───── Source data
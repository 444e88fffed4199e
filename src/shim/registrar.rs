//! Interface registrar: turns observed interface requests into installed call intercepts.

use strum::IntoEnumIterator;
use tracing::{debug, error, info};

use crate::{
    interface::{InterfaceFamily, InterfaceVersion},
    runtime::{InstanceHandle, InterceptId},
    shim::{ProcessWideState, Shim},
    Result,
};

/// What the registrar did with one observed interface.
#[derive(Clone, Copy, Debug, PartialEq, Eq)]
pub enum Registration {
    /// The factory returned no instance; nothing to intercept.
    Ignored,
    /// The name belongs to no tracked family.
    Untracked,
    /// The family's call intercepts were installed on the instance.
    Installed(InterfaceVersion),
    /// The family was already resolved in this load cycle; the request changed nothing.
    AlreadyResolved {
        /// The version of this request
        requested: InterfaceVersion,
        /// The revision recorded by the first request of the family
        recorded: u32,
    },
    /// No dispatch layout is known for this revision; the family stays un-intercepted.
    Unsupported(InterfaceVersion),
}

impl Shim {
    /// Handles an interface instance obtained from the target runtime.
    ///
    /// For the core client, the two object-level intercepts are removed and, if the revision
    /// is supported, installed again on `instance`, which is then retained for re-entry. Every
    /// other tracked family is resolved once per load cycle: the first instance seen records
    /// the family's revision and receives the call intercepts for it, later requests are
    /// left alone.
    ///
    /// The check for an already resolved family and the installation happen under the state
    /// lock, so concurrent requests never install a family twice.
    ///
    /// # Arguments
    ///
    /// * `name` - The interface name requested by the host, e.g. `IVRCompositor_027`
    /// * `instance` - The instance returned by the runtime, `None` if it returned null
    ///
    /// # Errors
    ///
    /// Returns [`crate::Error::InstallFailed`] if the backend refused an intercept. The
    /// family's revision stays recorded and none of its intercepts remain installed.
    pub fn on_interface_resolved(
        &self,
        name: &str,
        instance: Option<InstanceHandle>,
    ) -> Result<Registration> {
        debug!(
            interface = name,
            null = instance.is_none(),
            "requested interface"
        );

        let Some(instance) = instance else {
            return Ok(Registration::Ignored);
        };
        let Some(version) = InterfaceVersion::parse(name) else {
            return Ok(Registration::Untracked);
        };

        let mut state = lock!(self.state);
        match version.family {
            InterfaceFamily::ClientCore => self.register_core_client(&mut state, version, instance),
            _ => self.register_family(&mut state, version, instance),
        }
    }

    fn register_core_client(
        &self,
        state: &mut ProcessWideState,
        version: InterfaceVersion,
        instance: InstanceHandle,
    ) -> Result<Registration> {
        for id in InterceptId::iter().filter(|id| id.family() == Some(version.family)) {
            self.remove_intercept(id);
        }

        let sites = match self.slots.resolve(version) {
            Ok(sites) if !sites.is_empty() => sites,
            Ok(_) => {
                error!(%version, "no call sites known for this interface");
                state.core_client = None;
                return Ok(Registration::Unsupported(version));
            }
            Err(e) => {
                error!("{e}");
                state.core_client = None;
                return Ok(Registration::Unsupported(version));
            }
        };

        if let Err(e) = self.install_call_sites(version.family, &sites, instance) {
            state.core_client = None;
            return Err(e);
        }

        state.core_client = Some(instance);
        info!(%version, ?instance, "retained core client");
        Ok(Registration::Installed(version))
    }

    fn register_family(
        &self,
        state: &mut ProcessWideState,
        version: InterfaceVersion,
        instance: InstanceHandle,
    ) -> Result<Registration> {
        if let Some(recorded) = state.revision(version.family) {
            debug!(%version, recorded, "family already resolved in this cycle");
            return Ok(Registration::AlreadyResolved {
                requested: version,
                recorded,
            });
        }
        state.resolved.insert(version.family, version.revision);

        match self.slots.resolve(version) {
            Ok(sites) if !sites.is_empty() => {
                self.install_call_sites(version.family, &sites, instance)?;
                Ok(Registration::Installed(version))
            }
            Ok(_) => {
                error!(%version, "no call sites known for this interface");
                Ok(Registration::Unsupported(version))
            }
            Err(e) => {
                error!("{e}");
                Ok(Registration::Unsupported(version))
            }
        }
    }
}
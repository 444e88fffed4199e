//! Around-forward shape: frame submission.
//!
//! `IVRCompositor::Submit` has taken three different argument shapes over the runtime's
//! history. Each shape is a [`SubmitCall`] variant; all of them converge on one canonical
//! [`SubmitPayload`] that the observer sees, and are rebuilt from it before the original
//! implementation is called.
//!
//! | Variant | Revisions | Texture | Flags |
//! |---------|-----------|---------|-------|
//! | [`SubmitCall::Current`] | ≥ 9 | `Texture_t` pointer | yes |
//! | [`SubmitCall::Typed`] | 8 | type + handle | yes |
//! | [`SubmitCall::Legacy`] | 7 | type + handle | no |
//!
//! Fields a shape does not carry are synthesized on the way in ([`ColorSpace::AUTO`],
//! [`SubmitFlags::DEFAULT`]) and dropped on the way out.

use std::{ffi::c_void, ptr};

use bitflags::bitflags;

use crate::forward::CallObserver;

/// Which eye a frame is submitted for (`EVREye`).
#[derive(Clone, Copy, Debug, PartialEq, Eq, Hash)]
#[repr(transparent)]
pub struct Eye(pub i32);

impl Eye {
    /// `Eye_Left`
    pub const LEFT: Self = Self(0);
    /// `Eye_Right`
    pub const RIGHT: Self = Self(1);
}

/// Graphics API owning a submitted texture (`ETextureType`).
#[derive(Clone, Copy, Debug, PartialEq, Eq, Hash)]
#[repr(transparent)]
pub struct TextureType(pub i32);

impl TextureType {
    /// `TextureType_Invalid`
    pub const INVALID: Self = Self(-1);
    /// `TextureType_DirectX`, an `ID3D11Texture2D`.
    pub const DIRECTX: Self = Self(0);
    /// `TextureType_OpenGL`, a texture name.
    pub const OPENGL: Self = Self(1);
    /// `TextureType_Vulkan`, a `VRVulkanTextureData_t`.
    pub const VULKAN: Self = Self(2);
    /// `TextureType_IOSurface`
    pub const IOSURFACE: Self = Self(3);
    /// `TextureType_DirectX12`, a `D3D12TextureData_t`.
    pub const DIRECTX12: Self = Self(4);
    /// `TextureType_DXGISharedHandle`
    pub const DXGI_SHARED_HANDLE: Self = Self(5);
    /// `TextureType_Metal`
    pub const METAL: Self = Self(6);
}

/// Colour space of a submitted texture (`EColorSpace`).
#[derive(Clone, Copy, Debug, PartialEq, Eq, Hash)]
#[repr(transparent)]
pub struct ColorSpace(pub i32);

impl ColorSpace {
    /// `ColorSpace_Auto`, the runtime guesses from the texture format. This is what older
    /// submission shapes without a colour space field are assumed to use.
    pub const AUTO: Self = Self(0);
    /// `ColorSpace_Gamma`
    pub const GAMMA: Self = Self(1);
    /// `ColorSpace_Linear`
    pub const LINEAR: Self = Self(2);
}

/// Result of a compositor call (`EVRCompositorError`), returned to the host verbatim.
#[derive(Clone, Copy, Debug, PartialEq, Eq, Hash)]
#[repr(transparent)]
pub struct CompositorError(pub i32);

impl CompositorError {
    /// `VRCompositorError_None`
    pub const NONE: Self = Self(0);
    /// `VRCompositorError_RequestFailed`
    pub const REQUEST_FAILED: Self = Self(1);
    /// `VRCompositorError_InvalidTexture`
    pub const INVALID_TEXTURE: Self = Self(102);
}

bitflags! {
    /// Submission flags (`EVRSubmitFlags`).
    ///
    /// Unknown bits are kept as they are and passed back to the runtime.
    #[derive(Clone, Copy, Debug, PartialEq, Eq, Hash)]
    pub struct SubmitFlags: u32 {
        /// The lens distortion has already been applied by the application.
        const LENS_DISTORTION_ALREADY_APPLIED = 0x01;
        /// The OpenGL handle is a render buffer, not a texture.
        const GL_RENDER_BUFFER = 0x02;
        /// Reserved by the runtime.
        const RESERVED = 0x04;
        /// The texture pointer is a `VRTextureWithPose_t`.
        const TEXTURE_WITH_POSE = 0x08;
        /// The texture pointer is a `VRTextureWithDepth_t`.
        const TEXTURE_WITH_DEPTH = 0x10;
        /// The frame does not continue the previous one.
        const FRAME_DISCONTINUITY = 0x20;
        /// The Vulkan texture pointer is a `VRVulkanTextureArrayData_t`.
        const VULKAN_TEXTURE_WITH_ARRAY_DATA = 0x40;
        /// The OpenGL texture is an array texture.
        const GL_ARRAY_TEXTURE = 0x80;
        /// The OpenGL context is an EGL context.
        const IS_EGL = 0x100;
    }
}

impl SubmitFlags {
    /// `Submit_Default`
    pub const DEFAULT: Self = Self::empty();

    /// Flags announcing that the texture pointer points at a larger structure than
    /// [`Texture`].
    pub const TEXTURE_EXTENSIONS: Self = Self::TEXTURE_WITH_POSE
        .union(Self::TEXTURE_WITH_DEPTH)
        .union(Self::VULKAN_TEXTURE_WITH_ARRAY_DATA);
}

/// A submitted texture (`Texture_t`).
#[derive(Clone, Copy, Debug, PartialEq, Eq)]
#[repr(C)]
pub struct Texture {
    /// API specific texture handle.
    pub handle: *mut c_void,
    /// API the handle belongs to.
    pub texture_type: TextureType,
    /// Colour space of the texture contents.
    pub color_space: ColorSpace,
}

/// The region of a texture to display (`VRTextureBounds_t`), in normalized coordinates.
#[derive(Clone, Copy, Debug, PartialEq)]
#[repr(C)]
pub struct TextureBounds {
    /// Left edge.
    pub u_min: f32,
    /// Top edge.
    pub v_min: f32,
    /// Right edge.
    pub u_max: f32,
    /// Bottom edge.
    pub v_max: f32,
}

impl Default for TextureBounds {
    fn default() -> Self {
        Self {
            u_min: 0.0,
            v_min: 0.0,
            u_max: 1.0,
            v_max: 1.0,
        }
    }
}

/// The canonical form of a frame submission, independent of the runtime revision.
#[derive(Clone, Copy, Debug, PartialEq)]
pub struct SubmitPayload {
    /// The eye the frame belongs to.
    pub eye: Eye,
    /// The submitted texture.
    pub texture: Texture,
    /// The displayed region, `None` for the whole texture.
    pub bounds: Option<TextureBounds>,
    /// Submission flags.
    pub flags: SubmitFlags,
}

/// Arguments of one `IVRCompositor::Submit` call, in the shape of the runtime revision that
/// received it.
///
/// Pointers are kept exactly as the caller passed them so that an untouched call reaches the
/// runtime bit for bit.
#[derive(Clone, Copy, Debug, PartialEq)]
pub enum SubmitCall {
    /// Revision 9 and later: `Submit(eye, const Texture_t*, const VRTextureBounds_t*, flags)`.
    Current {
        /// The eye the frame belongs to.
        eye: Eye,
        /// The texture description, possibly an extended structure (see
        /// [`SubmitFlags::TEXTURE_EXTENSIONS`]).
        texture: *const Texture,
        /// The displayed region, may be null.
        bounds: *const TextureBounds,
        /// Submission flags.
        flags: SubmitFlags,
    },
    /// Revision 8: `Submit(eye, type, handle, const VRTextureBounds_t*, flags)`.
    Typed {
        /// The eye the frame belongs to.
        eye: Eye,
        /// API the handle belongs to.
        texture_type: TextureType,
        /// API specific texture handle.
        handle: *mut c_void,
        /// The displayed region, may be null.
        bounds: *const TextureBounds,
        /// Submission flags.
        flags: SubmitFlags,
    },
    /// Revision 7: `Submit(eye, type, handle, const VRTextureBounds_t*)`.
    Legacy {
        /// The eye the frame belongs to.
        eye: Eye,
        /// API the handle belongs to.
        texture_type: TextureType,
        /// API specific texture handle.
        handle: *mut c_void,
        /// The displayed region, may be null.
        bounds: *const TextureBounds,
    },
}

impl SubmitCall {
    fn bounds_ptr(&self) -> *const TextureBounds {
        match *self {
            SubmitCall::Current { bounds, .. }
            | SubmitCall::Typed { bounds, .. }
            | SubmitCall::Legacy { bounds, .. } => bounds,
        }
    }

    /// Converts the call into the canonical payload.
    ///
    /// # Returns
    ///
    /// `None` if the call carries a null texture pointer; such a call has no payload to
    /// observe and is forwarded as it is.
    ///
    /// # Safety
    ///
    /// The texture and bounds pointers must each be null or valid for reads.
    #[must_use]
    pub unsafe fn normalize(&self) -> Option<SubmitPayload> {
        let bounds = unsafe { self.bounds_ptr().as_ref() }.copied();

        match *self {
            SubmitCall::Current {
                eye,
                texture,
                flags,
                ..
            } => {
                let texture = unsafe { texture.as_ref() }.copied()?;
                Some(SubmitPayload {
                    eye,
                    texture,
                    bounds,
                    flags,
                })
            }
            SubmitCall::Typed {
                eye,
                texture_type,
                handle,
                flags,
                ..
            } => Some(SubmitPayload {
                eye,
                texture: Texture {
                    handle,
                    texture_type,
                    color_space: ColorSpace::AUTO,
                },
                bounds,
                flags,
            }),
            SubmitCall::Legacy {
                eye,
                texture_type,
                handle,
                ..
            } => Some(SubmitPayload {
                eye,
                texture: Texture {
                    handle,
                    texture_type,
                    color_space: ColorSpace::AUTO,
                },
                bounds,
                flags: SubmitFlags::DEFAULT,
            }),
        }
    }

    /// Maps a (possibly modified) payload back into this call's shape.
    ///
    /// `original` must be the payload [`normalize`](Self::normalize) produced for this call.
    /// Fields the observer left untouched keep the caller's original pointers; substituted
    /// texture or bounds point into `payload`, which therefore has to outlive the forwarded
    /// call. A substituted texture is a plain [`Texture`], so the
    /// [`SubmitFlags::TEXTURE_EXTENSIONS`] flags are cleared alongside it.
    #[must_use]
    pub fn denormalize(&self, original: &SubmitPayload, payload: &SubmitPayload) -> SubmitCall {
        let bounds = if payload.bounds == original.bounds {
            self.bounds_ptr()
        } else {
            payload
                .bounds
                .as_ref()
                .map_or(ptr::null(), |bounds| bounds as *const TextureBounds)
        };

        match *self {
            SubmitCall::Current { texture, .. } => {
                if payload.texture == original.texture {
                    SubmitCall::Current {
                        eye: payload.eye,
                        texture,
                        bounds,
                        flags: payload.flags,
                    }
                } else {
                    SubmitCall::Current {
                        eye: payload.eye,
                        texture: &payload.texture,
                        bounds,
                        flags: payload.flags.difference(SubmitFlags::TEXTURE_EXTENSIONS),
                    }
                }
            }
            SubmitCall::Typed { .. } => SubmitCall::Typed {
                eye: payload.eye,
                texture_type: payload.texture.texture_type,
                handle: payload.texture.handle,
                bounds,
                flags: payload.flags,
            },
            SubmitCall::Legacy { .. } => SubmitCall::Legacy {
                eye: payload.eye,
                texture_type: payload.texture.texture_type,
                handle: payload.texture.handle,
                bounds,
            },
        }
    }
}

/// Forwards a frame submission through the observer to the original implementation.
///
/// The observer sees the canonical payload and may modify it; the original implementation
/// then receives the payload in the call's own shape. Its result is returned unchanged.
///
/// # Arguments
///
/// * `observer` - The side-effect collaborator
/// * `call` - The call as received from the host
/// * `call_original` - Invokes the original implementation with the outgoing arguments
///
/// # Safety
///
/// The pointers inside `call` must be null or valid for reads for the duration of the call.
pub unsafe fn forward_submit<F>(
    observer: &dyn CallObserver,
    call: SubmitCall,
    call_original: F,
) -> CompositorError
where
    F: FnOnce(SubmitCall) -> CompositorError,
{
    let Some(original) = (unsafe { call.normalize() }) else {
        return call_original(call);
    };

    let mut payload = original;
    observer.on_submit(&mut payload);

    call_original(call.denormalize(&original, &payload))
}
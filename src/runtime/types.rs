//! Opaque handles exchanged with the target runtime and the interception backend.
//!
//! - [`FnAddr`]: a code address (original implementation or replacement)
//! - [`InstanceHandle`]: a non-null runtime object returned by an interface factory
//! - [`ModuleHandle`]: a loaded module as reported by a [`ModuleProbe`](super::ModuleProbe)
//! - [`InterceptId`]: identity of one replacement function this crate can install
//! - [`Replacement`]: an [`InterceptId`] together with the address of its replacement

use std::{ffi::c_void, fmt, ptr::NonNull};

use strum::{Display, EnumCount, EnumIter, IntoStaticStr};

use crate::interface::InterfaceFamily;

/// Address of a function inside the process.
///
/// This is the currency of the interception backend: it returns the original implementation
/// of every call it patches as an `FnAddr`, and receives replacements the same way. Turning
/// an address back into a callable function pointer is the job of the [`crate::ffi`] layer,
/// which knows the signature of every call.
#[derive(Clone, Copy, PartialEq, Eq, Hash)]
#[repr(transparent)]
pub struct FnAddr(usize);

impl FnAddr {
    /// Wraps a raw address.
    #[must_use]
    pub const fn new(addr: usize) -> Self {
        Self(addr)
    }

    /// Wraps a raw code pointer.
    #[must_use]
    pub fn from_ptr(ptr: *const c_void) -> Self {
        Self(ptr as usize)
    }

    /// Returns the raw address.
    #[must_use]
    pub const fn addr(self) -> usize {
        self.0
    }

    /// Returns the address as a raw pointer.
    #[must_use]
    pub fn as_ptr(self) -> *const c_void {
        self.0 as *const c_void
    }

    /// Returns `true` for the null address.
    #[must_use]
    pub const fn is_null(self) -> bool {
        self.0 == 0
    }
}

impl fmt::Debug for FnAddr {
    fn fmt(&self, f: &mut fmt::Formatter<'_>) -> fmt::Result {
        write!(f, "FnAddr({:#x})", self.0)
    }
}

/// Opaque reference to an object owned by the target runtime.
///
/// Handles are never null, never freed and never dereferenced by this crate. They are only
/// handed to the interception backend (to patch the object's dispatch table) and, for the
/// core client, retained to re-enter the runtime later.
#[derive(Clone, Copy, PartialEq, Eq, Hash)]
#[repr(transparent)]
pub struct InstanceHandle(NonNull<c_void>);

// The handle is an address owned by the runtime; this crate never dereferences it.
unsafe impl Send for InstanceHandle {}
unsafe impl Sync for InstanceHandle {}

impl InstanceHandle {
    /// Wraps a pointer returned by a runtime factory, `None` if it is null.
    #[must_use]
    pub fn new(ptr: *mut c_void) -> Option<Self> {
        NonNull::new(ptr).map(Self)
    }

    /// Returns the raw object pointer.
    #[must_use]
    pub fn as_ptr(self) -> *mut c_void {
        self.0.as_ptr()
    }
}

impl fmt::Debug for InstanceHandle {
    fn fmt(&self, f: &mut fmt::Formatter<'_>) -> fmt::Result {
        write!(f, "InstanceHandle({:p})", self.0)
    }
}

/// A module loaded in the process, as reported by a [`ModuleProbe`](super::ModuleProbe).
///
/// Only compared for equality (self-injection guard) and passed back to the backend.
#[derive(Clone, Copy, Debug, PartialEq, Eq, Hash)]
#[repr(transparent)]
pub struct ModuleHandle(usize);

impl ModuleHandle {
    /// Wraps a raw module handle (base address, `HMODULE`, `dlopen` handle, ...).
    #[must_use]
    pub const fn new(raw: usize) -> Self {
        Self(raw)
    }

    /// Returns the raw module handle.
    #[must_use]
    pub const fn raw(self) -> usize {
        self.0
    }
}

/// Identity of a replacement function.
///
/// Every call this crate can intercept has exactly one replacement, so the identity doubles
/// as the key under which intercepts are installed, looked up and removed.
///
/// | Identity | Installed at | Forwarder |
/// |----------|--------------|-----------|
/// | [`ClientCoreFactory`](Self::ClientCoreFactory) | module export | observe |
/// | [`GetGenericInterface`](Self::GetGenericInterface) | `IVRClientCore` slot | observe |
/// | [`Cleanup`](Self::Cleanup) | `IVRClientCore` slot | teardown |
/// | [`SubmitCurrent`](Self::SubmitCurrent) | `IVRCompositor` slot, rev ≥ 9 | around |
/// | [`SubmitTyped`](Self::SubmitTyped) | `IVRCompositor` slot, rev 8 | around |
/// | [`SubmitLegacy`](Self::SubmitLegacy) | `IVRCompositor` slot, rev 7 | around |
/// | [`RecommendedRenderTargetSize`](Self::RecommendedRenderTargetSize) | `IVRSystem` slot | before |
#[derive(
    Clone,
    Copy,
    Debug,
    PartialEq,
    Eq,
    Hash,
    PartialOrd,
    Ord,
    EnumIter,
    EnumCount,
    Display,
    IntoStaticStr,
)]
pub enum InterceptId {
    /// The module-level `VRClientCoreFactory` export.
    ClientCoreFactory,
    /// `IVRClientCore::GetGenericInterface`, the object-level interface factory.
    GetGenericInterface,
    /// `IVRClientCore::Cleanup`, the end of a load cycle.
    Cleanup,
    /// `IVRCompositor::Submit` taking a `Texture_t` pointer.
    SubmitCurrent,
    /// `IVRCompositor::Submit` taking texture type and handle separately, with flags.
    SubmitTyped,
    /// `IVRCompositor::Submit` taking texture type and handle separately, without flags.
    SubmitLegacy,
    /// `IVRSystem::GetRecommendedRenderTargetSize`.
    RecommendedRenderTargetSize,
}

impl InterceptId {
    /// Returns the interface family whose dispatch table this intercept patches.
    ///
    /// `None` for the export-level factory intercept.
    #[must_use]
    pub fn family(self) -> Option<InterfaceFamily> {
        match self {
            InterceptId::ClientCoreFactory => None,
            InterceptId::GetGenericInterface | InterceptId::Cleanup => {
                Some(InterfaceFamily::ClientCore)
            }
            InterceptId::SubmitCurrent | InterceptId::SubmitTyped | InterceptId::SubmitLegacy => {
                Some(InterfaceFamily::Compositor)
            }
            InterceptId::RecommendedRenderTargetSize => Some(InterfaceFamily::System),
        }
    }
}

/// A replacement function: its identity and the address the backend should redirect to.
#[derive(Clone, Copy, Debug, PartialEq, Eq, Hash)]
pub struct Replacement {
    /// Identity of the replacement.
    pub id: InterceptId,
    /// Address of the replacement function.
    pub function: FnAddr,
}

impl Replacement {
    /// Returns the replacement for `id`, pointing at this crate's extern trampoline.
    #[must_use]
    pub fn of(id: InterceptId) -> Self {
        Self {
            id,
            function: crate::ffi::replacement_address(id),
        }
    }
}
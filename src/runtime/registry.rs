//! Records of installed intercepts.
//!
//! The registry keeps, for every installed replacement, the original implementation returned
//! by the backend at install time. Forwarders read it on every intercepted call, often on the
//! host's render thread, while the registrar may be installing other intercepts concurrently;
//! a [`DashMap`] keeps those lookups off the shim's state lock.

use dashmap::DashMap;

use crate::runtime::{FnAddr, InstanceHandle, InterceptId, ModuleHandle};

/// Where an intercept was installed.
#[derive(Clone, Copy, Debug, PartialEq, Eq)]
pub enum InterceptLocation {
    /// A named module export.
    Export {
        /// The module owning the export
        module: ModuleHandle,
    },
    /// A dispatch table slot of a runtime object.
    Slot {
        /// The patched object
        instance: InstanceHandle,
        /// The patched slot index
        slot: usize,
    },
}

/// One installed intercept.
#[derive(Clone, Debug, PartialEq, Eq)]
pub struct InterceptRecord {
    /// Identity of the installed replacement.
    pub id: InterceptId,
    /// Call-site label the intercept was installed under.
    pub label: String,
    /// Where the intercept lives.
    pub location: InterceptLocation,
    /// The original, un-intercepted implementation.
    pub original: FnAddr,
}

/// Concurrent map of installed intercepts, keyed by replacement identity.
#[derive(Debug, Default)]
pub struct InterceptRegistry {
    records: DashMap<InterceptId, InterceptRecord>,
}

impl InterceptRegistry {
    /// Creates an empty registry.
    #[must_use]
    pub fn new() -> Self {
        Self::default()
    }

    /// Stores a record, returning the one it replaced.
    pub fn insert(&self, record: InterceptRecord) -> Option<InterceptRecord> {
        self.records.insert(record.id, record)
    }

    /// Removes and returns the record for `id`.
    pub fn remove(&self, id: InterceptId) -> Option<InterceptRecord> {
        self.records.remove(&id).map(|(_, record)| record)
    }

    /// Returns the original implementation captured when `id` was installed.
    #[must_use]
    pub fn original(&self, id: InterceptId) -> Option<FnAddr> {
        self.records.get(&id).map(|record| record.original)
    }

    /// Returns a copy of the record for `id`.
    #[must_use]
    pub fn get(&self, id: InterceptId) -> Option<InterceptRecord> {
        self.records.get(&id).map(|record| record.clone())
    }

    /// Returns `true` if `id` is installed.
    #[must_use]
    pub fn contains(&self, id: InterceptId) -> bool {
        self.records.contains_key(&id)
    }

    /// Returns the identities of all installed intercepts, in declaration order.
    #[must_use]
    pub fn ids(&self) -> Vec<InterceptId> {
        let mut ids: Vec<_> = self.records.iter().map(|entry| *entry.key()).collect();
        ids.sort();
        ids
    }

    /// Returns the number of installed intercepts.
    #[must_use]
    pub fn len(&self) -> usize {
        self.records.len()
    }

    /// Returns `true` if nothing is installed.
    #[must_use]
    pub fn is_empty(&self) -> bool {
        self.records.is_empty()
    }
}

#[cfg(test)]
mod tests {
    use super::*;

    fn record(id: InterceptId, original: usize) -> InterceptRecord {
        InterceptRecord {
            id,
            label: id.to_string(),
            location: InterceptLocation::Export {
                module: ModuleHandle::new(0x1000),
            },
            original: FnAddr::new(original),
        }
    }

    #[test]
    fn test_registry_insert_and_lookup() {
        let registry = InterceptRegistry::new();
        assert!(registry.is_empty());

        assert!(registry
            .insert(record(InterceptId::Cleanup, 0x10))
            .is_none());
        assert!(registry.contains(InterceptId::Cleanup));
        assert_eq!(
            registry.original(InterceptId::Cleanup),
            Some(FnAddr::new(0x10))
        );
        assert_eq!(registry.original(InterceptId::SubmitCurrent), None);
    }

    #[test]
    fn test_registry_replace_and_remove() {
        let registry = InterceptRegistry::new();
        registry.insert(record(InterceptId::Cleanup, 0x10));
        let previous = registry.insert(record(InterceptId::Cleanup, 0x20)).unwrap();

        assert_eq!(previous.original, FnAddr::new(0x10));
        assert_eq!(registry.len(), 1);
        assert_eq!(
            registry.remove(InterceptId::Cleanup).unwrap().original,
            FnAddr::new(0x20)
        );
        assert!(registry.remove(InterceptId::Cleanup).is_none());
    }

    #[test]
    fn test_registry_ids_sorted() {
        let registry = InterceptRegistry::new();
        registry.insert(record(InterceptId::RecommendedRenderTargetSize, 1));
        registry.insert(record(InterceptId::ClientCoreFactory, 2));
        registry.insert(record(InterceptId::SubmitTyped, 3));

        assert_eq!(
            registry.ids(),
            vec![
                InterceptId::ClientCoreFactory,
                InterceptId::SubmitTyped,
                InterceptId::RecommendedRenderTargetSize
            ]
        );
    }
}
──────────
= What you should do =
Reprint exactly the lines above that start at the one with "other intercepts concurrently;" and end at the one with "one it replaced.", keeping both and adding none.

= Answer to the exercise =
//! host's render thread, while the registrar may be installing other intercepts concurrently;
//! a [`DashMap`] keeps those lookups off the shim's state lock.

use dashmap::DashMap;

use crate::runtime::{FnAddr, InstanceHandle, InterceptId, ModuleHandle};

/// Where an intercept was installed.
#[derive(Clone, Copy, Debug, PartialEq, Eq)]
pub enum InterceptLocation {
    /// A named module export.
    Export {
        /// The module owning the export
        module: ModuleHandle,
    },
    /// A dispatch table slot of a runtime object.
    Slot {
        /// The patched object
        instance: InstanceHandle,
        /// The patched slot index
        slot: usize,
    },
}

/// One installed intercept.
#[derive(Clone, Debug, PartialEq, Eq)]
pub struct InterceptRecord {
    /// Identity of the installed replacement.
    pub id: InterceptId,
    /// Call-site label the intercept was installed under.
    pub label: String,
    /// Where the intercept lives.
    pub location: InterceptLocation,
    /// The original, un-intercepted implementation.
    pub original: FnAddr,
}

/// Concurrent map of installed intercepts, keyed by replacement identity.
#[derive(Debug, Default)]
pub struct InterceptRegistry {
    records: DashMap<InterceptId, InterceptRecord>,
}

impl InterceptRegistry {
    /// Creates an empty registry.
    #[must_use]
    pub fn new() -> Self {
        Self::default()
    }

    /// Stores a record, returning the one it replaced.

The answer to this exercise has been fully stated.